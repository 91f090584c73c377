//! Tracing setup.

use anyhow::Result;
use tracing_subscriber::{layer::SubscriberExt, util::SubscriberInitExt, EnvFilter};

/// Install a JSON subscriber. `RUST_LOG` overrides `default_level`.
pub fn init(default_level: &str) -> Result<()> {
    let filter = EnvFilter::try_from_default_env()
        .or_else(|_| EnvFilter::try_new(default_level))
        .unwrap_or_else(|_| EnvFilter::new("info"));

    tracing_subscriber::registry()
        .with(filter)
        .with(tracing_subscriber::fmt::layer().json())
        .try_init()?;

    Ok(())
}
= = = =
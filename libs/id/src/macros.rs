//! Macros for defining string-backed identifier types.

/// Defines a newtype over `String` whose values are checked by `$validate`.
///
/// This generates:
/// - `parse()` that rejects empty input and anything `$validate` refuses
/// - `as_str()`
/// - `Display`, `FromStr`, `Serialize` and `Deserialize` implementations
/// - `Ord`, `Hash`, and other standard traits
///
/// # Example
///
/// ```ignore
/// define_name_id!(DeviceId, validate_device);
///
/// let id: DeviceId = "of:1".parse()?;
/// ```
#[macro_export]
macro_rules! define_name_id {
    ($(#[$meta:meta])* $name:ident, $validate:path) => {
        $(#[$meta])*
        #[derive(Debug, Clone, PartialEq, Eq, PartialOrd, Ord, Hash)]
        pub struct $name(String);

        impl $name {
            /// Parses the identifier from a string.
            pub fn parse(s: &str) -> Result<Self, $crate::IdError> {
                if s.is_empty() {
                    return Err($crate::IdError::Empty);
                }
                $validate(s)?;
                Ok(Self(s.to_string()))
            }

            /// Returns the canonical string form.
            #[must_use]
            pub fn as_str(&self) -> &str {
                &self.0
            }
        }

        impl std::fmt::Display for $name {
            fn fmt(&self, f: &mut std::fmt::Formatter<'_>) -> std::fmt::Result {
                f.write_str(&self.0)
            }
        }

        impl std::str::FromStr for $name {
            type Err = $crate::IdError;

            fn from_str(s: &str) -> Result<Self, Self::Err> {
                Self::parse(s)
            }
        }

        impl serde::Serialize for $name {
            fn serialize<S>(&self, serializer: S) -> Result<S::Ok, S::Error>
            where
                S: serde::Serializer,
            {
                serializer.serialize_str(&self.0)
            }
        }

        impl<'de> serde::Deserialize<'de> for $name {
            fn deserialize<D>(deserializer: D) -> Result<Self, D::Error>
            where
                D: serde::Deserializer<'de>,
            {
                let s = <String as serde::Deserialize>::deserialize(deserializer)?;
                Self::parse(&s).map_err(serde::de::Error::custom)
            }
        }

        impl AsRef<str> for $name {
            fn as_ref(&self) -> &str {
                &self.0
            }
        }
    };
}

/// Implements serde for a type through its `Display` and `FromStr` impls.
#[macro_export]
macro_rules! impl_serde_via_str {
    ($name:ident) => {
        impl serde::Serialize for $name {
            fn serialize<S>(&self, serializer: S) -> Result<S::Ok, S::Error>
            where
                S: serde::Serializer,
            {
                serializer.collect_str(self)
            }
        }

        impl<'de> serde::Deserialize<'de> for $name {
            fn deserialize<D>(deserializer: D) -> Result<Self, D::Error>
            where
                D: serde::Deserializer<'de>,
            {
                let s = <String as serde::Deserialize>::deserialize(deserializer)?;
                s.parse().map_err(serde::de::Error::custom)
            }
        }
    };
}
= = = =
§ **Brief**:
Reproduce, character for character, only the lines of the preceding data that start at the line with "repository 91f090584c73c377" and end at the line with "Install a JSON", both included.

§ **Solution to this exercise**:
repository 91f090584c73c377
//! Tracing setup.

use anyhow::Result;
use tracing_subscriber::{layer::SubscriberExt, util::SubscriberInitExt, EnvFilter};

/// Install a JSON subscriber. `RUST_LOG` overrides `default_level`.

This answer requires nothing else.